Data for this task:
BEGIN

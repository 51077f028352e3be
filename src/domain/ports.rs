use super::api::ApiResponse;
use super::order::{Order, OrderPriority, OrderStatus};
use crate::error::Result;
use async_trait::async_trait;
use serde::{Deserialize, Serialize};

/// The persisted outcome of one order.
#[derive(Debug, Serialize, Deserialize, PartialEq, Eq, Clone, Copy)]
pub struct StatusRecord {
    pub status: OrderStatus,
    pub priority: OrderPriority,
}

/// Loads the pending orders of a user.
#[async_trait]
pub trait OrderSource: Send + Sync {
    async fn orders_for_user(&self, user_id: u32) -> Result<Vec<Order>>;
}

/// Persists the outcome of each order. Failures are reported as
/// `OrderError::DatabaseError`.
#[async_trait]
pub trait OrderRepository: Send + Sync {
    async fn update_order_status(
        &self,
        order_id: u32,
        status: OrderStatus,
        priority: OrderPriority,
    ) -> Result<()>;
    async fn get(&self, order_id: u32) -> Result<Option<StatusRecord>>;
}

/// External API consulted by type B orders. A call that cannot be completed
/// is reported as `OrderError::ApiError`.
#[async_trait]
pub trait ApiClient: Send + Sync {
    async fn call_api(&self, order_id: u32) -> Result<ApiResponse>;
}

/// Export sink for type A orders. Write failures are reported as
/// `OrderError::IoError` or `OrderError::CsvError`.
#[async_trait]
pub trait OrderExporter: Send + Sync {
    async fn export(&self, order: &Order) -> Result<()>;
}

pub type OrderSourceBox = Box<dyn OrderSource>;
pub type OrderRepositoryBox = Box<dyn OrderRepository>;
pub type ApiClientBox = Box<dyn ApiClient>;
pub type OrderExporterBox = Box<dyn OrderExporter>;
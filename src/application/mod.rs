//! Application layer containing the order processing orchestration.
//!
//! `OrderDispatcher` takes one order through its type handler, the priority
//! rule and persistence; `BatchOrchestrator` runs a whole batch through the
//! dispatcher and writes the report. Orders are processed strictly one after
//! another, in input order.

pub mod dispatcher;
pub mod handlers;
#[cfg(test)]
pub(crate) mod mocks;
pub mod orchestrator;
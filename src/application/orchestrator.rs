use super::dispatcher::OrderDispatcher;
use crate::domain::order::Order;
use crate::domain::ports::OrderSourceBox;
use crate::error::Result;
use crate::interfaces::csv::report_writer::ReportWriter;
use std::io::Write;
use tracing::{error, info, warn};

/// Drives a whole batch: every order of the run goes through the dispatcher
/// and ends up as one row of the report.
pub struct BatchOrchestrator {
    source: OrderSourceBox,
    dispatcher: OrderDispatcher,
}

impl BatchOrchestrator {
    pub fn new(source: OrderSourceBox, dispatcher: OrderDispatcher) -> Self {
        Self { source, dispatcher }
    }

    /// Processes `orders` in input order and writes the report into `report`.
    ///
    /// Returns `Ok(false)` when there is nothing to process or when any order
    /// reported a failure; a failing order never stops the remaining ones.
    /// Errors are reserved for the report itself.
    pub async fn run<W: Write>(&self, orders: &mut [Order], report: W) -> Result<bool> {
        let writer = ReportWriter::new(report)?;
        self.run_into(orders, writer).await
    }

    async fn run_into<W: Write>(
        &self,
        orders: &mut [Order],
        mut writer: ReportWriter<W>,
    ) -> Result<bool> {
        if orders.is_empty() {
            warn!("No orders to process");
            writer.finish()?;
            return Ok(false);
        }

        let mut failed = 0usize;
        for order in orders.iter_mut() {
            if !self.dispatcher.process_single_order(order).await {
                failed += 1;
            }
        }

        writer.write_orders(orders.iter())?;
        writer.finish()?;

        info!(total = orders.len(), failed, "Batch finished");
        Ok(failed == 0)
    }

    /// Loads the pending orders of `user_id` and runs them as one batch.
    ///
    /// The report header is written before the orders are loaded, so the
    /// report is never left empty. Every failure to load the orders or to
    /// produce the report turns into `false`.
    pub async fn process_orders<W: Write>(&self, user_id: u32, report: W) -> bool {
        let writer = match ReportWriter::new(report) {
            Ok(writer) => writer,
            Err(e) => {
                error!(user_id, error = %e, "Failed to write report");
                return false;
            }
        };

        let mut orders = match self.source.orders_for_user(user_id).await {
            Ok(orders) => orders,
            Err(e) => {
                error!(user_id, error = %e, "Failed to load orders");
                if let Err(e) = writer.finish() {
                    error!(user_id, error = %e, "Failed to write report");
                }
                return false;
            }
        };

        match self.run_into(&mut orders, writer).await {
            Ok(success) => success,
            Err(e) => {
                error!(user_id, error = %e, "Failed to write report");
                false
            }
        }
    }
}
//! Adapters between the application and the outside world: CSV inputs, the
//! type A export file and the batch report.

pub mod csv;
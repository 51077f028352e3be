#![allow(dead_code)]

use async_trait::async_trait;
use orderbatch::domain::order::{Amount, Order, OrderPriority, OrderStatus};
use orderbatch::domain::ports::{OrderExporter, OrderRepository, StatusRecord};
use orderbatch::error::{OrderError, Result};
use orderbatch::infrastructure::in_memory::InMemoryOrderRepository;
use rand::Rng;
use rust_decimal::Decimal;
use std::collections::HashSet;
use std::fs::File;
use std::io::Error;
use std::path::Path;

pub fn order(id: u32, kind: &str, amount: Decimal, flag: bool) -> Order {
    Order::new(id, kind, Amount::new(amount).unwrap(), flag)
}

/// Writes an orders input file with the columns `id,user,type,amount,flag`.
pub fn write_orders_csv(path: &Path, rows: &[[&str; 5]]) -> std::result::Result<(), Error> {
    let file = File::create(path)?;
    let mut wtr = csv::WriterBuilder::new().from_writer(file);

    wtr.write_record(["id", "user", "type", "amount", "flag"])?;
    for row in rows {
        wtr.write_record(row)?;
    }

    wtr.flush()?;
    Ok(())
}

/// Writes an API responses file with the columns `order,status,data`.
pub fn write_api_responses_csv(path: &Path, rows: &[[&str; 3]]) -> std::result::Result<(), Error> {
    let file = File::create(path)?;
    let mut wtr = csv::WriterBuilder::new().from_writer(file);

    wtr.write_record(["order", "status", "data"])?;
    for row in rows {
        wtr.write_record(row)?;
    }

    wtr.flush()?;
    Ok(())
}

/// Generates `count` orders with random types, amounts and flags.
///
/// Amounts are whole numbers in `0..=400` so that every threshold is hit.
pub fn random_orders(count: u32) -> Vec<Order> {
    let mut rng = rand::thread_rng();
    let kinds = ["A", "B", "C", "D", "E"];

    (1..=count)
        .map(|id| {
            let kind = kinds[rng.gen_range(0..kinds.len())];
            let amount = Decimal::from(rng.gen_range(0u32..=400));
            order(id, kind, amount, rng.gen_bool(0.5))
        })
        .collect()
}

/// An in-memory repository that refuses to save the given orders.
#[derive(Clone, Default)]
pub struct FailingRepository {
    inner: InMemoryOrderRepository,
    failing: HashSet<u32>,
}

impl FailingRepository {
    pub fn new(failing: impl IntoIterator<Item = u32>) -> Self {
        Self {
            inner: InMemoryOrderRepository::new(),
            failing: failing.into_iter().collect(),
        }
    }
}

#[async_trait]
impl OrderRepository for FailingRepository {
    async fn update_order_status(
        &self,
        order_id: u32,
        status: OrderStatus,
        priority: OrderPriority,
    ) -> Result<()> {
        if self.failing.contains(&order_id) {
            return Err(OrderError::DatabaseError(format!(
                "write rejected for order {order_id}"
            )));
        }
        self.inner.update_order_status(order_id, status, priority).await
    }

    async fn get(&self, order_id: u32) -> Result<Option<StatusRecord>> {
        self.inner.get(order_id).await
    }
}

/// An exporter that accepts every order without writing anything.
#[derive(Clone, Default)]
pub struct NullExporter;

#[async_trait]
impl OrderExporter for NullExporter {
    async fn export(&self, _order: &Order) -> Result<()> {
        Ok(())
    }
}

/// An exporter whose storage is gone.
#[derive(Clone, Default)]
pub struct BrokenExporter;

#[async_trait]
impl OrderExporter for BrokenExporter {
    async fn export(&self, _order: &Order) -> Result<()> {
        Err(OrderError::IoError(std::io::Error::other("export volume unavailable")))
    }
}
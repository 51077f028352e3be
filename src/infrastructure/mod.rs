pub mod in_memory;
#[cfg(feature = "storage-rocksdb")]
pub mod rocksdb;
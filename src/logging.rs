//! Structured logging setup for the command line binary.

use tracing_subscriber::{EnvFilter, fmt};

/// Installs a stderr `tracing` subscriber filtered by `RUST_LOG`
/// (default `info`).
///
/// Calling it again after a subscriber is installed is a no-op.
pub fn init_logging() {
    let filter = EnvFilter::try_from_default_env().unwrap_or_else(|_| EnvFilter::new("info"));

    let _ = fmt()
        .with_env_filter(filter)
        .with_writer(std::io::stderr)
        .with_target(false)
        .with_ansi(false)
        .try_init();
}
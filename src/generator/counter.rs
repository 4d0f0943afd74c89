use std::sync::atomic::{AtomicU64, Ordering};
use std::sync::OnceLock;

use super::NonceGenerator;
use crate::clock::{Clock, SystemClock};
use crate::types::Nonce;

/// Scale applied to the nanosecond seed. Kept for compatibility with nonces
/// already issued against long-lived API keys; the product wraps in `u64`.
const SEED_SCALE: u64 = 1_000_000;

static GLOBAL: OnceLock<CounterNonceGenerator> = OnceLock::new();

/// Lock-free counter seeded once from the clock.
///
/// Every call is a single atomic increment. Values wrap at `u64::MAX`; with a
/// seed drawn from the clock that is out of reach in practice.
#[derive(Debug)]
pub struct CounterNonceGenerator {
    counter: AtomicU64,
}

impl CounterNonceGenerator {
    pub fn new() -> Self {
        Self::with_clock(&SystemClock)
    }

    pub fn with_clock(clock: &impl Clock) -> Self {
        Self::starting_at(clock.now_nanos().wrapping_mul(SEED_SCALE))
    }

    pub const fn starting_at(seed: u64) -> Self {
        Self {
            counter: AtomicU64::new(seed),
        }
    }

    /// The process-wide instance behind [`get_nonce`], seeded on first use.
    pub fn global() -> &'static Self {
        GLOBAL.get_or_init(Self::new)
    }

    pub fn next_nonce(&self) -> Nonce {
        let previous = self.counter.fetch_add(1, Ordering::Relaxed);
        Nonce::new(previous.wrapping_add(1))
    }

    pub fn get_nonce(&self) -> String {
        self.next_nonce().to_string()
    }

    /// Last issued value, or the seed if nothing was issued yet.
    pub fn current(&self) -> Nonce {
        Nonce::new(self.counter.load(Ordering::Relaxed))
    }
}

impl Default for CounterNonceGenerator {
    fn default() -> Self {
        Self::new()
    }
}

impl NonceGenerator for CounterNonceGenerator {
    fn next_nonce(&self) -> Nonce {
        CounterNonceGenerator::next_nonce(self)
    }
}

/// Next value of the process-wide counter, in decimal.
pub fn get_nonce() -> String {
    CounterNonceGenerator::global().get_nonce()
}

#[cfg(test)]
mod tests {
    use std::collections::HashSet;
    use std::sync::Arc;
    use std::thread;

    use super::{get_nonce, CounterNonceGenerator, SEED_SCALE};
    use crate::clock::{Clock, ManualClock, SystemClock};
    use crate::types::Nonce;

    #[test]
    fn first_call_returns_seed_plus_one() {
        let generator = CounterNonceGenerator::starting_at(41);
        assert_eq!(generator.current(), Nonce::new(41));
        assert_eq!(generator.get_nonce(), "42");
        assert_eq!(generator.get_nonce(), "43");
        assert_eq!(generator.current(), Nonce::new(43));
    }

    #[test]
    fn clock_seed_is_scaled_nanoseconds() {
        let nanos = 1_700_000_000_123_456_789_u64;
        let generator = CounterNonceGenerator::with_clock(&ManualClock::from_nanos(nanos));

        let seed = nanos.wrapping_mul(1_000_000);
        assert_eq!(generator.current(), Nonce::new(seed));
        assert_eq!(generator.next_nonce(), Nonce::new(seed.wrapping_add(1)));
    }

    #[test]
    fn system_seed_matches_a_reading_taken_during_construction() {
        let before = SystemClock.now_nanos();
        let generator = CounterNonceGenerator::new();
        let after = SystemClock.now_nanos();

        let seed = generator.current().value();
        assert!((before..=after).any(|nanos| nanos.wrapping_mul(SEED_SCALE) == seed));
        assert_eq!(generator.next_nonce().value(), seed.wrapping_add(1));
    }

    #[test]
    fn wraps_at_u64_max() {
        let generator = CounterNonceGenerator::starting_at(u64::MAX - 1);
        assert_eq!(generator.next_nonce(), Nonce::new(u64::MAX));
        assert_eq!(generator.next_nonce(), Nonce::new(0));
    }

    #[test]
    fn concurrent_callers_get_distinct_nonces() {
        let generator = Arc::new(CounterNonceGenerator::starting_at(1_000));

        let handles = (0..8)
            .map(|_| {
                let generator = Arc::clone(&generator);
                thread::spawn(move || {
                    (0..1_000)
                        .map(|_| generator.next_nonce())
                        .collect::<Vec<_>>()
                })
            })
            .collect::<Vec<_>>();

        let mut seen = HashSet::new();
        for handle in handles {
            let issued = handle.join().expect("worker thread panicked");
            assert!(issued.windows(2).all(|pair| pair[1] > pair[0]));
            seen.extend(issued);
        }

        assert_eq!(seen.len(), 8_000);
        assert_eq!(seen.iter().min(), Some(&Nonce::new(1_001)));
        assert_eq!(seen.iter().max(), Some(&Nonce::new(9_000)));
        assert_eq!(generator.current(), Nonce::new(9_000));
    }

    #[test]
    fn global_sequence_strictly_increases() {
        let mut previous = get_nonce()
            .parse::<Nonce>()
            .expect("global nonce should parse");
        for _ in 0..1_000 {
            let next = get_nonce()
                .parse::<Nonce>()
                .expect("global nonce should parse");
            assert!(next > previous, "{next} should exceed {previous}");
            previous = next;
        }
        assert!(CounterNonceGenerator::global().current() >= previous);
    }

    #[test]
    fn global_is_a_single_instance() {
        let first = CounterNonceGenerator::global() as *const CounterNonceGenerator;
        let second = CounterNonceGenerator::global() as *const CounterNonceGenerator;
        assert_eq!(first, second);
    }
}
mod counter;
mod epoch;

use std::sync::Arc;

use crate::types::Nonce;

pub use counter::{get_nonce, CounterNonceGenerator};
pub use epoch::EpochNonceGenerator;

/// Produces strictly increasing nonces.
///
/// Uniqueness holds per generator within one process only. Several processes
/// signing with the same API credential must coordinate on their own.
pub trait NonceGenerator: Send + Sync {
    fn next_nonce(&self) -> Nonce;

    fn get_nonce(&self) -> String {
        self.next_nonce().to_string()
    }
}

impl<G: NonceGenerator + ?Sized> NonceGenerator for Arc<G> {
    fn next_nonce(&self) -> Nonce {
        (**self).next_nonce()
    }
}

impl<G: NonceGenerator + ?Sized> NonceGenerator for &G {
    fn next_nonce(&self) -> Nonce {
        (**self).next_nonce()
    }
}
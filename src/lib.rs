//! Strictly increasing nonces for signing API requests.
//!
//! [`get_nonce`] draws from one process-wide counter. Clients that want their
//! own sequence, or a clock they control, build an [`EpochNonceGenerator`] or
//! [`CounterNonceGenerator`] and pass it around as a [`NonceGenerator`].
//!
//! Nonces are unique per generator inside one process. Separate processes
//! sharing an API key can still collide.

pub mod clock;
pub mod error;
pub mod generator;
pub mod types;

pub use clock::{Clock, ManualClock, SystemClock};
pub use error::{NonceError, Result};
pub use generator::{get_nonce, CounterNonceGenerator, EpochNonceGenerator, NonceGenerator};
pub use types::Nonce;
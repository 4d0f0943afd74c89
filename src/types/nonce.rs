use std::fmt::{Display, Formatter};
use std::str::FromStr;

use serde::de::Error as _;
use serde::{Deserialize, Deserializer, Serialize, Serializer};

use crate::error::{NonceError, Result};

/// A single issued nonce.
///
/// Rendered as plain base-10 digits: no sign, no separators, no leading zeros.
/// Serializes as a JSON string because APIs take it as a request parameter.
#[derive(Debug, Clone, Copy, PartialEq, Eq, PartialOrd, Ord, Hash)]
pub struct Nonce(u64);

impl Nonce {
    pub const fn new(value: u64) -> Self {
        Self(value)
    }

    pub const fn value(self) -> u64 {
        self.0
    }

    pub fn from_string(value: &str) -> Result<Self> {
        if value.is_empty() {
            return Err(NonceError::Empty);
        }

        let mut parsed = 0_u64;
        for (position, found) in value.char_indices() {
            let digit = found
                .to_digit(10)
                .ok_or(NonceError::InvalidDigit { position, found })?;
            parsed = parsed
                .checked_mul(10)
                .and_then(|scaled| scaled.checked_add(u64::from(digit)))
                .ok_or(NonceError::Overflow)?;
        }

        if value.len() > 1 && value.starts_with('0') {
            return Err(NonceError::LeadingZero);
        }

        Ok(Self(parsed))
    }
}

impl From<u64> for Nonce {
    fn from(value: u64) -> Self {
        Self(value)
    }
}

impl From<Nonce> for u64 {
    fn from(value: Nonce) -> Self {
        value.0
    }
}

impl Display for Nonce {
    fn fmt(&self, f: &mut Formatter<'_>) -> std::fmt::Result {
        write!(f, "{}", self.0)
    }
}

impl FromStr for Nonce {
    type Err = NonceError;

    fn from_str(s: &str) -> Result<Self> {
        Self::from_string(s)
    }
}

impl Serialize for Nonce {
    fn serialize<S>(&self, serializer: S) -> std::result::Result<S::Ok, S::Error>
    where
        S: Serializer,
    {
        serializer.serialize_str(&self.to_string())
    }
}

#[derive(Deserialize)]
#[serde(untagged)]
enum RawNonce {
    Text(String),
    Number(u64),
}

impl<'de> Deserialize<'de> for Nonce {
    fn deserialize<D>(deserializer: D) -> std::result::Result<Self, D::Error>
    where
        D: Deserializer<'de>,
    {
        match RawNonce::deserialize(deserializer)? {
            RawNonce::Text(value) => Self::from_string(&value).map_err(D::Error::custom),
            RawNonce::Number(value) => Ok(Self(value)),
        }
    }
}
use std::sync::{Mutex, PoisonError};

use tracing::{debug, trace};

use super::NonceGenerator;
use crate::clock::{Clock, SystemClock};
use crate::types::Nonce;

#[derive(Debug)]
struct EpochState {
    seed: u64,
    last: Option<u64>,
}

impl EpochState {
    fn floor(&self) -> u64 {
        match self.last {
            Some(last) => last.saturating_add(1),
            None => self.seed,
        }
    }
}

/// Nonces in Unix microseconds, bumped by one whenever the clock stalls or
/// steps backward.
///
/// Each instance orders its own callers behind a lock; separate instances are
/// independent of each other.
#[derive(Debug)]
pub struct EpochNonceGenerator<C = SystemClock> {
    clock: C,
    state: Mutex<EpochState>,
}

impl EpochNonceGenerator<SystemClock> {
    pub fn new() -> Self {
        Self::with_clock(SystemClock)
    }
}

impl Default for EpochNonceGenerator<SystemClock> {
    fn default() -> Self {
        Self::new()
    }
}

impl<C: Clock> EpochNonceGenerator<C> {
    pub fn with_clock(clock: C) -> Self {
        let seed = clock.now_micros();
        Self {
            clock,
            state: Mutex::new(EpochState { seed, last: None }),
        }
    }

    pub fn next_nonce(&self) -> Nonce {
        // The guarded state is replaced in one assignment, so a poisoned lock
        // still holds a consistent value.
        let mut state = self.state.lock().unwrap_or_else(PoisonError::into_inner);

        let now = self.clock.now_micros();
        let floor = state.floor();
        let issued = if now < floor {
            if state.last == Some(now) {
                trace!(now, issued = floor, "clock stalled, bumping nonce");
            } else {
                debug!(
                    now,
                    issued = floor,
                    behind_micros = floor - now,
                    "clock behind last nonce, bumping nonce"
                );
            }
            floor
        } else {
            now
        };

        state.last = Some(issued);
        Nonce::new(issued)
    }

    pub fn get_nonce(&self) -> String {
        self.next_nonce().to_string()
    }

    pub fn seed(&self) -> Nonce {
        Nonce::new(self.lock_state().seed)
    }

    pub fn last_issued(&self) -> Option<Nonce> {
        self.lock_state().last.map(Nonce::new)
    }

    pub fn clock(&self) -> &C {
        &self.clock
    }

    fn lock_state(&self) -> std::sync::MutexGuard<'_, EpochState> {
        self.state.lock().unwrap_or_else(PoisonError::into_inner)
    }
}

impl<C: Clock> NonceGenerator for EpochNonceGenerator<C> {
    fn next_nonce(&self) -> Nonce {
        EpochNonceGenerator::next_nonce(self)
    }
}
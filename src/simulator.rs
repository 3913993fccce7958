//! Test on a simulation of a USRP rather than a real device. `create_simulator` builds a
//! `SimulatedDevice` from a `RadioSimulatorConfig`; its TX stream is looped back into its RX
//! stream. Faults can be scripted so that error paths can be exercised deterministically, and a
//! `SimulatorProbe` shows what the device was asked to do.

use crate::frame::Frame;
use crate::metadata::{
    AsyncEventCode, AsyncMetadata, BurstMetadata, ClockSource, Direction, RxErrorCode,
    RxMetadata, StreamCommand, StreamMode, TimeSpec,
};
use crate::{RxStreamer, Sample, TxStreamer, UsrpDevice};
use failure::{ensure, Error};
use num::Zero;
use rand::distributions::Distribution;
use rand::rngs::StdRng;
use rand::SeedableRng;
use rand_distr::Normal;
use std::collections::{HashMap, VecDeque};
use std::sync::{Arc, Mutex, MutexGuard};

/// Gains are coerced into this range (in dB), as a real front end would
const GAIN_RANGE: (f64, f64) = (0., 90.);

#[derive(Clone, Debug)]
pub struct RadioSimulatorConfig {
    /// Number of channels in each direction
    pub num_channels: usize,
    /// Samples per channel that fit in one packet
    pub max_num_samps: usize,
    /// Standard deviation of the gaussian noise added to every received sample
    pub noise: f32,
    /// State of the `lo_locked` sensor. `None` simulates a board without one
    pub lo_locked: Option<bool>,
    /// Seed for the noise generator
    pub seed: u64,
    /// Receive calls (counted from 1 over the life of the RX stream) that report the given error
    /// instead of samples. An overflow consumes the samples it replaces
    pub rx_faults: Vec<(usize, RxErrorCode)>,
    /// Send calls (counted from 1) after which the TX stream reports the given event
    pub tx_events: Vec<(usize, AsyncEventCode)>,
}

impl Default for RadioSimulatorConfig {
    fn default() -> Self {
        RadioSimulatorConfig {
            num_channels: 2,
            max_num_samps: 2000,
            noise: 0.,
            lo_locked: Some(true),
            seed: 0,
            rx_faults: Vec::new(),
            tx_events: Vec::new(),
        }
    }
}

/// One call to `TxStreamer::send` as seen by the simulator
#[derive(Clone, Debug, PartialEq)]
pub struct SentBurst {
    pub nsamps: usize,
    pub md: BurstMetadata,
}

#[derive(Clone, Copy, Debug, PartialEq)]
enum RxState {
    Idle,
    /// Streaming until stopped
    Continuous,
    /// This many samples left before the stream finishes
    Remaining(usize),
}

struct SimState {
    rate: HashMap<Direction, f64>,
    freq: HashMap<(Direction, usize), f64>,
    gain: HashMap<(Direction, usize), f64>,
    agc: HashMap<usize, bool>,
    clock_source: HashMap<Direction, ClockSource>,
    time_resets: Vec<(Direction, TimeSpec)>,
    gpio_writes: Vec<(String, String, u32, u32)>,
    sent: Vec<SentBurst>,
    stream_cmds: Vec<StreamCommand>,
    rx_calls: usize,
    /// Samples sent but not yet received, per channel
    loopback: Vec<VecDeque<Sample>>,
}

type Shared = Arc<Mutex<SimState>>;

fn lock(state: &Shared) -> MutexGuard<SimState> {
    state.lock().unwrap_or_else(|e| e.into_inner())
}

pub struct SimulatedDevice {
    config: RadioSimulatorConfig,
    state: Shared,
}

pub struct SimulatedTxStream {
    state: Shared,
    channels: Vec<usize>,
    max_num_samps: usize,
    num_sends: usize,
    scripted_events: HashMap<usize, AsyncEventCode>,
    pending_events: VecDeque<AsyncMetadata>,
}

pub struct SimulatedRxStream {
    state: Shared,
    channels: Vec<usize>,
    rng: StdRng,
    noise: Normal<f32>,
    num_calls: usize,
    faults: HashMap<usize, RxErrorCode>,
    rx_state: RxState,
    /// Device time of the next sample to be returned
    next_time: TimeSpec,
    rate: f64,
}
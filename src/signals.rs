use std::sync::atomic::{AtomicBool, Ordering};
use std::sync::Arc;

/// Set by the TX worker whenever the hardware reports an underflow. Read once, after the worker
/// has been joined, with `check_clear`.
#[derive(Debug, Default)]
pub struct UnderflowFlag(AtomicBool);

impl UnderflowFlag {
    pub fn set(&self) {
        self.0.store(true, Ordering::SeqCst);
    }

    pub fn is_set(&self) -> bool {
        self.0.load(Ordering::SeqCst)
    }

    /// Return whether an underflow happened and clear the flag
    pub fn check_clear(&self) -> bool {
        self.0.swap(false, Ordering::SeqCst)
    }
}

/// Cooperative stop request shared with the workers. Cloning gives another handle to the same
/// flag
#[derive(Clone, Debug, Default)]
pub struct StopHandle(Arc<AtomicBool>);

impl StopHandle {
    pub fn stop(&self) {
        self.0.store(true, Ordering::SeqCst);
    }

    pub fn is_stopped(&self) -> bool {
        self.0.load(Ordering::SeqCst)
    }

    pub(crate) fn reset(&self) {
        self.0.store(false, Ordering::SeqCst);
    }
}

/// State shared between the workers of one session
#[derive(Debug, Default)]
pub struct StreamSignals {
    pub stop: StopHandle,
    pub underflow: UnderflowFlag,
}

impl StreamSignals {
    pub fn new() -> Self {
        Self::default()
    }

    pub fn stop_requested(&self) -> bool {
        self.stop.is_stopped()
    }
}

END

What is needed:
How many lines in the records above contain the string "Some"? State the number and nothing more.

Reply to the task:
6